Work order:
Restate verbatim the span of lines below between the line with "Skyhash type symbols" and the line with "pub const ARRAY: u8 = b'&';", including those two lines, and only that span.

Excerpted records:

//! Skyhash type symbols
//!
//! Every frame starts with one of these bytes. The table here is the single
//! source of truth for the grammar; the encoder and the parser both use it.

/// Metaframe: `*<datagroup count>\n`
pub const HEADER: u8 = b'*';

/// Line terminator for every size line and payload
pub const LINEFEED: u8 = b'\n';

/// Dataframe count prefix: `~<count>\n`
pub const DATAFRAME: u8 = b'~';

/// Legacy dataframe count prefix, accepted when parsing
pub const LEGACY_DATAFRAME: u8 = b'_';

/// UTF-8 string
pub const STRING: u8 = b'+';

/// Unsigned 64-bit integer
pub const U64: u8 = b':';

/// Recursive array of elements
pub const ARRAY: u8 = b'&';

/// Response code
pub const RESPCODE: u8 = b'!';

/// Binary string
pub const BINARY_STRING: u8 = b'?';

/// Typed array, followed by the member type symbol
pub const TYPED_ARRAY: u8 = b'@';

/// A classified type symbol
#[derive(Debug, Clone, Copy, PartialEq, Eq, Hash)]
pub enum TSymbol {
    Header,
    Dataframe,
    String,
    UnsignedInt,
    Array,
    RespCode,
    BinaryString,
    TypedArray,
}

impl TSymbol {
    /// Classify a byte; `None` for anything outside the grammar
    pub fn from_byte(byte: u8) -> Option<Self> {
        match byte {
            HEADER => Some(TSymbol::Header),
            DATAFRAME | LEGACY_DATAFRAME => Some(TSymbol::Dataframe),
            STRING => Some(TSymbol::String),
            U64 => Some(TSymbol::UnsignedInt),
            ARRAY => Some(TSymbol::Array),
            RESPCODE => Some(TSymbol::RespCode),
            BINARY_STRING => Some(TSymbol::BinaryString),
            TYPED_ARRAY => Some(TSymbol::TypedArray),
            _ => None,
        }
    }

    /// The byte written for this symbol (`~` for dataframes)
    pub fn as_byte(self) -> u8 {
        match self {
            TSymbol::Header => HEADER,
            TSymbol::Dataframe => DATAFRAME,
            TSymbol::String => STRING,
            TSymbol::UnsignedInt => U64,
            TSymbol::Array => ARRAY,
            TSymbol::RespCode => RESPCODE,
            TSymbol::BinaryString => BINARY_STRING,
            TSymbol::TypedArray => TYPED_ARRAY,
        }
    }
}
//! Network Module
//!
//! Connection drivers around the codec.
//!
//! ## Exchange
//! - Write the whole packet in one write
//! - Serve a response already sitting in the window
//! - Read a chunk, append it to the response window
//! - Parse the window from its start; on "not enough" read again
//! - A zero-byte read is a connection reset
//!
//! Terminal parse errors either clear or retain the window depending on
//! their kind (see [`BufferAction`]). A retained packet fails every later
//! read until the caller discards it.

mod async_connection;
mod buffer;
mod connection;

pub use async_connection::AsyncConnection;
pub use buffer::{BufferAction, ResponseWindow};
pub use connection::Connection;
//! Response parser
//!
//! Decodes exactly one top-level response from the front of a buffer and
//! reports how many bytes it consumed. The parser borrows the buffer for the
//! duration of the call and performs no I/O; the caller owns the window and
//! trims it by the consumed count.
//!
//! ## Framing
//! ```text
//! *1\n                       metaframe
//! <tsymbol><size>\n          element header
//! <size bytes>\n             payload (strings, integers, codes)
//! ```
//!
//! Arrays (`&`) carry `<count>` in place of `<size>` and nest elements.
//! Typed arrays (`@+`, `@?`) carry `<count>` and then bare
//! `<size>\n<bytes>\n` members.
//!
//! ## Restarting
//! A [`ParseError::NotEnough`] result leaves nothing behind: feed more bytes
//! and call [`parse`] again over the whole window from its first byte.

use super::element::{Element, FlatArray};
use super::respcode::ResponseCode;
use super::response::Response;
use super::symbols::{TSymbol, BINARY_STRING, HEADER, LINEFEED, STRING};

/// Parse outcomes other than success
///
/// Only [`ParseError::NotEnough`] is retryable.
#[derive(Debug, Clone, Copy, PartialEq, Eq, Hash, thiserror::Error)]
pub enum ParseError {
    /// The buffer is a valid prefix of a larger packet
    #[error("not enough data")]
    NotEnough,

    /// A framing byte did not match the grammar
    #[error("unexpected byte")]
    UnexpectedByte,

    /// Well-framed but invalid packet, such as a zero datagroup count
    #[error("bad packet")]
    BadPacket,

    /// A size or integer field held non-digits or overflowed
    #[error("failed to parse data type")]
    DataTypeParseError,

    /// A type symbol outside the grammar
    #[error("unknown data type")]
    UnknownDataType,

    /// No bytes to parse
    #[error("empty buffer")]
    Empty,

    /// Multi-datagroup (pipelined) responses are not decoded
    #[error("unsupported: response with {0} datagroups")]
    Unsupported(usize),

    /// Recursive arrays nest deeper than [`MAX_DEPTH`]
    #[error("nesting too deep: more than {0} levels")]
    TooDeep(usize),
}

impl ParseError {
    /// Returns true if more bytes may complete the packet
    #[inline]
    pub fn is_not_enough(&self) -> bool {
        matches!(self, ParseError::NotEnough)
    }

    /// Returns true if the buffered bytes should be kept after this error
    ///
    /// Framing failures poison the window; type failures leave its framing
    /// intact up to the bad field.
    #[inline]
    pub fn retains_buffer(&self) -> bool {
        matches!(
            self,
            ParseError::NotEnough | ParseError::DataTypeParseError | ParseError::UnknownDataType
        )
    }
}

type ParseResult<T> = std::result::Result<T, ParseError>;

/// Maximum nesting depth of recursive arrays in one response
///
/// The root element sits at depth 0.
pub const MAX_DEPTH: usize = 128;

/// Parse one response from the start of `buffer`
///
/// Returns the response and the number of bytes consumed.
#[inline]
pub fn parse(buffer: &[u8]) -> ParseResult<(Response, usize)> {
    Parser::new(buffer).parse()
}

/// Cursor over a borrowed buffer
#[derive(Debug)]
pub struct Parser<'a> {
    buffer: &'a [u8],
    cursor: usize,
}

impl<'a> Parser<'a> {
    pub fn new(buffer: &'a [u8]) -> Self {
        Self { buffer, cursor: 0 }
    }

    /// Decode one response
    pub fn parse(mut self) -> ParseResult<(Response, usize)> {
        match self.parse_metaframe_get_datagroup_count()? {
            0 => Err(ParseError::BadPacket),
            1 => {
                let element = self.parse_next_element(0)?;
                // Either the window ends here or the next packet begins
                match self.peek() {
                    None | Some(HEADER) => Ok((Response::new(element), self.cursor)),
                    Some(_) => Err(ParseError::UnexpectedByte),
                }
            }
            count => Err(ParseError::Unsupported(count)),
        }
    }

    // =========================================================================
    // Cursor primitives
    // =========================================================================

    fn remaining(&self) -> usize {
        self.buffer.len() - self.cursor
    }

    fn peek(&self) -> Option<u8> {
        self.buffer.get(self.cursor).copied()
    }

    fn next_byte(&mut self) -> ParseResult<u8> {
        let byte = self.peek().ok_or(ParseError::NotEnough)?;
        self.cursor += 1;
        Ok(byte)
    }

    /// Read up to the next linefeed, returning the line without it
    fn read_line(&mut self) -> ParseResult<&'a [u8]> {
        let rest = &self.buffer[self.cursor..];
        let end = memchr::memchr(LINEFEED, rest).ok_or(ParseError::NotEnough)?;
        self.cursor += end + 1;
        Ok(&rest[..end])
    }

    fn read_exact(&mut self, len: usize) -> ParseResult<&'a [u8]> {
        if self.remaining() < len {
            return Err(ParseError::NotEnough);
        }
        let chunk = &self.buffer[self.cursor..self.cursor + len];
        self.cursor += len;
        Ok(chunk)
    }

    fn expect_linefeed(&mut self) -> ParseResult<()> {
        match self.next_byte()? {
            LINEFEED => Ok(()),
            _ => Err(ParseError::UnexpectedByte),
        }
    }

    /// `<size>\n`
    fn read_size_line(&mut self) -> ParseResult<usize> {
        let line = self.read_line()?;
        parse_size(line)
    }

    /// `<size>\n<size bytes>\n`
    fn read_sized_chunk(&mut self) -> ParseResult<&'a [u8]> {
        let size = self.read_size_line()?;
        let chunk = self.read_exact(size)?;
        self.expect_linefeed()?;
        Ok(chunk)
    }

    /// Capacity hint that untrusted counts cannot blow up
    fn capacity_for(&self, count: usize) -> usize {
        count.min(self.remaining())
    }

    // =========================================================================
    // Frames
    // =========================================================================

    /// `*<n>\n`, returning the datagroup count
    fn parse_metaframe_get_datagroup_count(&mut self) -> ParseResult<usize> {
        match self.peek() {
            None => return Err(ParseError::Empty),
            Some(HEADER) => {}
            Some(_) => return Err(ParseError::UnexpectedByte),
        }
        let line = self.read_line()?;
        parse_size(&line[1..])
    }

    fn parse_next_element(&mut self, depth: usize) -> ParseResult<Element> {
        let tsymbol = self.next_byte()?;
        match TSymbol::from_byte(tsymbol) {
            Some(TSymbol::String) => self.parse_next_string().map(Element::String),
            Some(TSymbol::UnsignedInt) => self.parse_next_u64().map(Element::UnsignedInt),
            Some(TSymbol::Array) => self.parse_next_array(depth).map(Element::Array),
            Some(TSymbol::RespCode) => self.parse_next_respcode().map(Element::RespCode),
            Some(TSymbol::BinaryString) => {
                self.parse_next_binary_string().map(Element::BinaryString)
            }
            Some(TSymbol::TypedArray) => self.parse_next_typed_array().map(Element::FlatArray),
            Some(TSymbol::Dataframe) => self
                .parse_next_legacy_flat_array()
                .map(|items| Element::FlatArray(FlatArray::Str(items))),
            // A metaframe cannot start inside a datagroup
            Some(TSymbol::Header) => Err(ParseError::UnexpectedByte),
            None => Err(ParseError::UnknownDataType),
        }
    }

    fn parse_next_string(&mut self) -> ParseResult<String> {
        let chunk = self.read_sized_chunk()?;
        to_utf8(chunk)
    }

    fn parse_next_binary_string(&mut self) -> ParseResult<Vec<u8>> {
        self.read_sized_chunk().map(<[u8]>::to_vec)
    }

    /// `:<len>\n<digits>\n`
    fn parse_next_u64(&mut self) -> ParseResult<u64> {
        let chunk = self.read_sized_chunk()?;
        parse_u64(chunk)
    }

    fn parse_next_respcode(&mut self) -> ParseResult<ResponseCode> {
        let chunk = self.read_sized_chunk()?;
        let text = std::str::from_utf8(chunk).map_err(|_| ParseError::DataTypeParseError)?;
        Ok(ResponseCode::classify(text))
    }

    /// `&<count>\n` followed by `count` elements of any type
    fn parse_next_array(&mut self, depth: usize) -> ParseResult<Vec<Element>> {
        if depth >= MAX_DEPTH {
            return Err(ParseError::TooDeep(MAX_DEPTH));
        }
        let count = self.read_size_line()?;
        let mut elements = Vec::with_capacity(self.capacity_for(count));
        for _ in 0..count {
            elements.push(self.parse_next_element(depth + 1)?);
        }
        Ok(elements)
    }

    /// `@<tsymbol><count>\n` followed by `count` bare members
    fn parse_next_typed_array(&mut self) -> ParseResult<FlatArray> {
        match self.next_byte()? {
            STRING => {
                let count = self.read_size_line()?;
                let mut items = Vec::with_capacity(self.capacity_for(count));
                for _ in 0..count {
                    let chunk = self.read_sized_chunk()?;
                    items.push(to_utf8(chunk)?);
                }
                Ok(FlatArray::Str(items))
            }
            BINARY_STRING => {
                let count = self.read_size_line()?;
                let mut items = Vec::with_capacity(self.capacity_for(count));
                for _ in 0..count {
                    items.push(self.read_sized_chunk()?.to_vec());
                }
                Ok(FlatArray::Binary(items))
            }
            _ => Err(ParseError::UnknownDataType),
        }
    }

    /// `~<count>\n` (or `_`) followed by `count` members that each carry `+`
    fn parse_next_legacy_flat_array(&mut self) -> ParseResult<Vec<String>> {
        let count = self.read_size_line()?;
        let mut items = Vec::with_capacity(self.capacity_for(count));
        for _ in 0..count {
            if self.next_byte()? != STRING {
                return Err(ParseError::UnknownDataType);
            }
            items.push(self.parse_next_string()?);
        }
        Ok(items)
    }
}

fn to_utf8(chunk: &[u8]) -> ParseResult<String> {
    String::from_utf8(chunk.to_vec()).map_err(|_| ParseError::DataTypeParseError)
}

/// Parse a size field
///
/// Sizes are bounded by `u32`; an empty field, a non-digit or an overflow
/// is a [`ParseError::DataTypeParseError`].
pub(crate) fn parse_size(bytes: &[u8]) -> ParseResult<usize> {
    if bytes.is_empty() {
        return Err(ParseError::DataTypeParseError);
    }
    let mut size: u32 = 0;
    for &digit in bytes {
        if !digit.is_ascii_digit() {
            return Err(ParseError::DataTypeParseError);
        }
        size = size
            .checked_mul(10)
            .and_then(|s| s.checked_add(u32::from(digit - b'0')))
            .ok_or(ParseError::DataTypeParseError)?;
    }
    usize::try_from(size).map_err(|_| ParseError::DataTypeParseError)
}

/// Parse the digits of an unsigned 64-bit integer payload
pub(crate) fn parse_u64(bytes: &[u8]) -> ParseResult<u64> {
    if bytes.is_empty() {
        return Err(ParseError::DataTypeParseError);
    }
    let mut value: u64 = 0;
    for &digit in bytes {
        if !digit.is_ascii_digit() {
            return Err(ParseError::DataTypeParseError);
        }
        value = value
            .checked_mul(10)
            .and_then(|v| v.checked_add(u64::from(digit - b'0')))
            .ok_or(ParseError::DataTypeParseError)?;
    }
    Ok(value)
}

--

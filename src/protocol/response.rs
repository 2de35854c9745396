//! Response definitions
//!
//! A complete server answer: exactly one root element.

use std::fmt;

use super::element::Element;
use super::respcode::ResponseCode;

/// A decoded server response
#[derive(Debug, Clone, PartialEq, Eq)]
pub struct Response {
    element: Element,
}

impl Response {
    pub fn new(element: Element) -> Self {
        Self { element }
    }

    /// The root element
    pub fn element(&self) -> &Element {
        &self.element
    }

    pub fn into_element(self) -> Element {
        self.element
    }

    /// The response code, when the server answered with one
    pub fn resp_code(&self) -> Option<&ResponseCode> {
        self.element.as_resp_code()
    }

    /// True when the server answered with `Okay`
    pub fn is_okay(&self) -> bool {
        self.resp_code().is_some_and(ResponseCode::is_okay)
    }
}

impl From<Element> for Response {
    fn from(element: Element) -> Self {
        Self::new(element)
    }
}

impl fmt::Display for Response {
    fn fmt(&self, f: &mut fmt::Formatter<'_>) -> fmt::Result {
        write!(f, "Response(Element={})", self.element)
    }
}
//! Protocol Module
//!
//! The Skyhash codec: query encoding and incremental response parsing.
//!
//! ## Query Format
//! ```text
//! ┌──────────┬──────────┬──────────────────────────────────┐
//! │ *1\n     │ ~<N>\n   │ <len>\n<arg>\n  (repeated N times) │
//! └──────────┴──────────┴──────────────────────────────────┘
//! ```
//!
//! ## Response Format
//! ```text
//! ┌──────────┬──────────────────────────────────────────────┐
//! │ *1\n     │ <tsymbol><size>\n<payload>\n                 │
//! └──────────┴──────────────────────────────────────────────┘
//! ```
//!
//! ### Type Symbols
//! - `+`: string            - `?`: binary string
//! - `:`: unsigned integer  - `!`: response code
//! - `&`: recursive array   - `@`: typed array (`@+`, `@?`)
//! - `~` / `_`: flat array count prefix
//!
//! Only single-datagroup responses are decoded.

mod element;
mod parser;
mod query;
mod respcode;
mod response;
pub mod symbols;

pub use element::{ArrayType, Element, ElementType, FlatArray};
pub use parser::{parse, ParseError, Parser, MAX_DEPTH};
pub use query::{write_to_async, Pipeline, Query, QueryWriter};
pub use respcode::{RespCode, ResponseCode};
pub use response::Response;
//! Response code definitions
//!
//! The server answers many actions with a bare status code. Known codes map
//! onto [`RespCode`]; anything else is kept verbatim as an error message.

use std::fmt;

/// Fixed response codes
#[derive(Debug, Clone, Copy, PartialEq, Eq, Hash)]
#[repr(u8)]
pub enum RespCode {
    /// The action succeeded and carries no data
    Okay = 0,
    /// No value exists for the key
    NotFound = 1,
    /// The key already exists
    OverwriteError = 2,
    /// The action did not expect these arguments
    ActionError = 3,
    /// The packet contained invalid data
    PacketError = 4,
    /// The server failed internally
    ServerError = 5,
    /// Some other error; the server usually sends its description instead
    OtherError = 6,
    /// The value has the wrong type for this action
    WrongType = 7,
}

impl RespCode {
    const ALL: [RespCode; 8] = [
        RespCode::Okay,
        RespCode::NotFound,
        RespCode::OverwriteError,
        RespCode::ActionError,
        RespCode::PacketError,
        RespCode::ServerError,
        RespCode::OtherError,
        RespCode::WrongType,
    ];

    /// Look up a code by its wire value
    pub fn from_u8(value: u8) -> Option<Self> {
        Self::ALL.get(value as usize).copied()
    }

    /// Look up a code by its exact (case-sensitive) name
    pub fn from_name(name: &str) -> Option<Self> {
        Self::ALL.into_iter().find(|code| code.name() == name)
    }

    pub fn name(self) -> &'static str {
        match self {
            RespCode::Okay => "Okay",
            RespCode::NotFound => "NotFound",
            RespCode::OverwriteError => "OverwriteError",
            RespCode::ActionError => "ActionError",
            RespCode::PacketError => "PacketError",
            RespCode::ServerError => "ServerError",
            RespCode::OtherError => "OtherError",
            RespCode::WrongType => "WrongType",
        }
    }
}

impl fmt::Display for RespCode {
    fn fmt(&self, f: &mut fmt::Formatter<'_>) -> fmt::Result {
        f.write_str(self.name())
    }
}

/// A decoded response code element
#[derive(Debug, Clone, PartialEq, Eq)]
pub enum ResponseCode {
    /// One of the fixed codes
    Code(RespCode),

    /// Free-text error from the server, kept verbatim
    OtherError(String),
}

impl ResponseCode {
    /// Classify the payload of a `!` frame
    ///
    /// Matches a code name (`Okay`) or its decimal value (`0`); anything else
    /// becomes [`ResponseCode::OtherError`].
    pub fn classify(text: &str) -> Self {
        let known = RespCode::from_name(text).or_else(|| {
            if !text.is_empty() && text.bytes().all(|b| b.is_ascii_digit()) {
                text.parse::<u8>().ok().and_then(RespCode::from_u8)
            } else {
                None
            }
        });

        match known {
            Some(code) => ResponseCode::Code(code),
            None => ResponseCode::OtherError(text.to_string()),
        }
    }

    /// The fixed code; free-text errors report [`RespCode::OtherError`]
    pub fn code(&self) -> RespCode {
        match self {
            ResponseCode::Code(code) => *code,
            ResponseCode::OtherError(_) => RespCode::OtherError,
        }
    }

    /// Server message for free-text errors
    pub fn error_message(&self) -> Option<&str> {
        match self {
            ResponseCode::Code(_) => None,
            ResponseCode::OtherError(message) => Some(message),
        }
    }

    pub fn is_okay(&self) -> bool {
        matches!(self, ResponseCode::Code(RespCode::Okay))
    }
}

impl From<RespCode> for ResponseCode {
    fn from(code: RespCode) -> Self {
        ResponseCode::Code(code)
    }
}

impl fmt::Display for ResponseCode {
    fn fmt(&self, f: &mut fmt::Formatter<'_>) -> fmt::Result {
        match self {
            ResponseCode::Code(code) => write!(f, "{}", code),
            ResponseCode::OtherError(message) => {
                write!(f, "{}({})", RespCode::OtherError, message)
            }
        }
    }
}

Solution to this exercise:
//! Skyhash type symbols
//!
//! Every frame starts with one of these bytes. The table here is the single
//! source of truth for the grammar; the encoder and the parser both use it.

/// Metaframe: `*<datagroup count>\n`
pub const HEADER: u8 = b'*';

/// Line terminator for every size line and payload
pub const LINEFEED: u8 = b'\n';

/// Dataframe count prefix: `~<count>\n`
pub const DATAFRAME: u8 = b'~';

/// Legacy dataframe count prefix, accepted when parsing
pub const LEGACY_DATAFRAME: u8 = b'_';

/// UTF-8 string
pub const STRING: u8 = b'+';

/// Unsigned 64-bit integer
pub const U64: u8 = b':';

/// Recursive array of elements
pub const ARRAY: u8 = b'&';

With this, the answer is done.